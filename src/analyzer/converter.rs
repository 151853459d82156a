// Local <-> foreign currency conversion at bank spot prices (quoted per 100 units)
use crate::model::{ConversionError, LatestQuote};
use crate::utils::round_to;

#[derive(Debug, Clone, Copy, PartialEq, Eq)]
pub enum ConversionMode {
    /// Spend local currency on foreign currency, priced at the spot sell rate.
    Buy,
    /// Sell foreign currency for local currency, priced at the spot buy rate.
    Sell,
}

impl std::str::FromStr for ConversionMode {
    type Err = ConversionError;

    fn from_str(s: &str) -> Result<Self, Self::Err> {
        match s.to_ascii_lowercase().as_str() {
            "buy" => Ok(Self::Buy),
            "sell" => Ok(Self::Sell),
            other => Err(ConversionError::InvalidAmount(format!("unknown mode '{}'", other))),
        }
    }
}

#[derive(Debug, Clone, PartialEq)]
pub struct Conversion {
    pub mode: ConversionMode,
    pub amount: f64,
    pub result: f64,
    /// The quote price the result was computed with.
    pub rate_used: f64,
}

/// Accepts digits with an optional fractional part, nothing else.
pub fn parse_amount(text: &str) -> Result<f64, ConversionError> {
    let text = text.trim();
    let (int_part, frac_part) = match text.split_once('.') {
        Some((i, f)) => (i, Some(f)),
        None => (text, None),
    };
    let digits_only = |s: &str| s.chars().all(|c| c.is_ascii_digit());
    if int_part.is_empty() || !digits_only(int_part) || !frac_part.is_none_or(digits_only) {
        return Err(ConversionError::InvalidAmount(text.to_string()));
    }
    text.parse::<f64>()
        .map_err(|_| ConversionError::InvalidAmount(text.to_string()))
}

pub fn convert(
    quote: &LatestQuote,
    mode: ConversionMode,
    amount: f64,
) -> Result<Conversion, ConversionError> {
    if !amount.is_finite() || amount < 0.0 {
        return Err(ConversionError::InvalidAmount(amount.to_string()));
    }

    let (label, price) = match mode {
        ConversionMode::Buy => ("spot sell", quote.spot_sell),
        ConversionMode::Sell => ("spot buy", quote.spot_buy),
    };
    let rate = price.ok_or_else(|| ConversionError::MissingPrice(label, quote.code.clone()))?;
    if rate == 0.0 {
        return Err(ConversionError::ZeroPrice(label, quote.code.clone()));
    }

    let raw = match mode {
        ConversionMode::Buy => amount / rate * 100.0,
        ConversionMode::Sell => amount * rate / 100.0,
    };

    Ok(Conversion {
        mode,
        amount,
        result: round_to(raw, 2),
        rate_used: rate,
    })
}

#[cfg(test)]
mod tests {
    use super::*;

    fn usd() -> LatestQuote {
        LatestQuote {
            code: "USD".into(),
            name: "US Dollar".into(),
            spot_buy: Some(710.25),
            spot_sell: Some(713.26),
            ..LatestQuote::default()
        }
    }

    #[test]
    fn buying_uses_the_sell_price() {
        let c = convert(&usd(), ConversionMode::Buy, 1000.0).unwrap();
        assert_eq!(c.rate_used, 713.26);
        assert_eq!(c.result, 140.2);
    }

    #[test]
    fn selling_uses_the_buy_price() {
        let c = convert(&usd(), ConversionMode::Sell, 100.0).unwrap();
        assert_eq!(c.rate_used, 710.25);
        assert_eq!(c.result, 710.25);
    }

    #[test]
    fn missing_or_zero_price_is_an_error() {
        let mut quote = usd();
        quote.spot_sell = None;
        assert_eq!(
            convert(&quote, ConversionMode::Buy, 1.0),
            Err(ConversionError::MissingPrice("spot sell", "USD".into()))
        );
        quote.spot_buy = Some(0.0);
        assert_eq!(
            convert(&quote, ConversionMode::Sell, 1.0),
            Err(ConversionError::ZeroPrice("spot buy", "USD".into()))
        );
    }

    #[test]
    fn negative_amount_is_rejected() {
        assert!(convert(&usd(), ConversionMode::Sell, -5.0).is_err());
        assert!(convert(&usd(), ConversionMode::Sell, f64::INFINITY).is_err());
    }

    #[test]
    fn amount_text_must_be_plain_decimal() {
        assert_eq!(parse_amount("12"), Ok(12.0));
        assert_eq!(parse_amount("12.5"), Ok(12.5));
        assert_eq!(parse_amount("12."), Ok(12.0));
        assert!(parse_amount("-3").is_err());
        assert!(parse_amount("1e3").is_err());
        assert!(parse_amount(".5").is_err());
        assert!(parse_amount("").is_err());
    }

    #[test]
    fn mode_parses_case_insensitively() {
        assert_eq!("BUY".parse::<ConversionMode>(), Ok(ConversionMode::Buy));
        assert!("swap".parse::<ConversionMode>().is_err());
    }
}
// notifier/console/sender.rs

use crate::model::{AlertEvent, CurrencyReport, NotifyError};
use crate::notifier::render::{describe_alert, describe_report};
use tokio::io::AsyncWriteExt;
use tracing::{info, warn};

/// Writes a message to stdout.
pub async fn send_text(text: &str) -> Result<(), NotifyError> {
    let mut out = tokio::io::stdout();
    let line = format!("{}\n", text);
    let written = match out.write_all(line.as_bytes()).await {
        Ok(()) => out.flush().await,
        Err(e) => Err(e),
    };
    if let Err(e) = written {
        warn!("❌ Console write failed: {}", e);
        return Err(NotifyError::Delivery(e.to_string()));
    }
    Ok(())
}

pub async fn send_report(report: &CurrencyReport) -> Result<(), NotifyError> {
    info!(
        currency = %report.code,
        signals = report.signals.len(),
        "📤 Publishing trend report"
    );
    send_text(&describe_report(report)).await
}

pub async fn send_alert(event: &AlertEvent) -> Result<(), NotifyError> {
    let message = describe_alert(event);
    info!("📤 Alert #{} fired for {}", event.rule_id, event.currency_code);
    send_text(&message).await
}
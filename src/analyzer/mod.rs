// Analyzer module: aggregates submodules for different aspects of analysis.

pub mod alerts;
pub mod converter;
pub mod market_indicators;
pub mod trend_analysis;

// Re-export the main Analyzer implementation for ease of use.
pub use alerts::AlertBook;
pub use market_indicators::MarketAnalyzer;
pub use trend_analysis::{Analyzer, AnalyzerImpl};
pub mod console;
pub mod render;

pub use console::ConsoleNotifier;
use crate::analytics::session::AnalyticsEvent;
use crate::model::AnalyticsError;
use tracing::info;

/// Destination for analytics events.
#[async_trait::async_trait]
pub trait EventSink: Send + Sync {
    async fn send(&self, session_id: &str, event: &AnalyticsEvent) -> Result<(), AnalyticsError>;
}

/// Writes events to the log.
#[derive(Debug, Default, Clone, Copy)]
pub struct LogSink;

#[async_trait::async_trait]
impl EventSink for LogSink {
    async fn send(&self, session_id: &str, event: &AnalyticsEvent) -> Result<(), AnalyticsError> {
        let data = serde_json::to_string(&event.data).map_err(|e| AnalyticsError::Sink(e.to_string()))?;
        info!(
            session = session_id,
            kind = ?event.kind,
            at = %event.timestamp,
            "analytics event {}: {}",
            event.name,
            data
        );
        Ok(())
    }
}

#[cfg(test)]
pub use memory::MemorySink;

#[cfg(test)]
mod memory {
    use super::*;
    use std::sync::{Arc, Mutex};

    #[derive(Default)]
    struct Inner {
        events: Vec<AnalyticsEvent>,
        remaining_before_failure: Option<usize>,
    }

    /// Records events in memory; can be told to start failing.
    #[derive(Clone, Default)]
    pub struct MemorySink {
        inner: Arc<Mutex<Inner>>,
    }

    impl MemorySink {
        pub fn events(&self) -> Vec<AnalyticsEvent> {
            self.inner.lock().unwrap().events.clone()
        }

        pub fn fail_after(&self, sends: usize) {
            self.inner.lock().unwrap().remaining_before_failure = Some(sends);
        }

        pub fn recover(&self) {
            self.inner.lock().unwrap().remaining_before_failure = None;
        }
    }

    #[async_trait::async_trait]
    impl EventSink for MemorySink {
        async fn send(&self, _session_id: &str, event: &AnalyticsEvent) -> Result<(), AnalyticsError> {
            let mut inner = self.inner.lock().unwrap();
            match inner.remaining_before_failure {
                Some(0) => return Err(AnalyticsError::Sink("sink offline".into())),
                Some(n) => inner.remaining_before_failure = Some(n - 1),
                None => {}
            }
            inner.events.push(event.clone());
            Ok(())
        }
    }
}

#### The task
Repeat the entries above verbatim, but only from the line that has "fn from_str(s: &str)" down to the line that has "ConversionMode::Buy => amount", inclusive.

#### Output
    fn from_str(s: &str) -> Result<Self, Self::Err> {
        match s.to_ascii_lowercase().as_str() {
            "buy" => Ok(Self::Buy),
            "sell" => Ok(Self::Sell),
            other => Err(ConversionError::InvalidAmount(format!("unknown mode '{}'", other))),
        }
    }
}

#[derive(Debug, Clone, PartialEq)]
pub struct Conversion {
    pub mode: ConversionMode,
    pub amount: f64,
    pub result: f64,
    /// The quote price the result was computed with.
    pub rate_used: f64,
}

/// Accepts digits with an optional fractional part, nothing else.
pub fn parse_amount(text: &str) -> Result<f64, ConversionError> {
    let text = text.trim();
    let (int_part, frac_part) = match text.split_once('.') {
        Some((i, f)) => (i, Some(f)),
        None => (text, None),
    };
    let digits_only = |s: &str| s.chars().all(|c| c.is_ascii_digit());
    if int_part.is_empty() || !digits_only(int_part) || !frac_part.is_none_or(digits_only) {
        return Err(ConversionError::InvalidAmount(text.to_string()));
    }
    text.parse::<f64>()
        .map_err(|_| ConversionError::InvalidAmount(text.to_string()))
}

pub fn convert(
    quote: &LatestQuote,
    mode: ConversionMode,
    amount: f64,
) -> Result<Conversion, ConversionError> {
    if !amount.is_finite() || amount < 0.0 {
        return Err(ConversionError::InvalidAmount(amount.to_string()));
    }

    let (label, price) = match mode {
        ConversionMode::Buy => ("spot sell", quote.spot_sell),
        ConversionMode::Sell => ("spot buy", quote.spot_buy),
    };
    let rate = price.ok_or_else(|| ConversionError::MissingPrice(label, quote.code.clone()))?;
    if rate == 0.0 {
        return Err(ConversionError::ZeroPrice(label, quote.code.clone()));
    }

    let raw = match mode {
        ConversionMode::Buy => amount / rate * 100.0,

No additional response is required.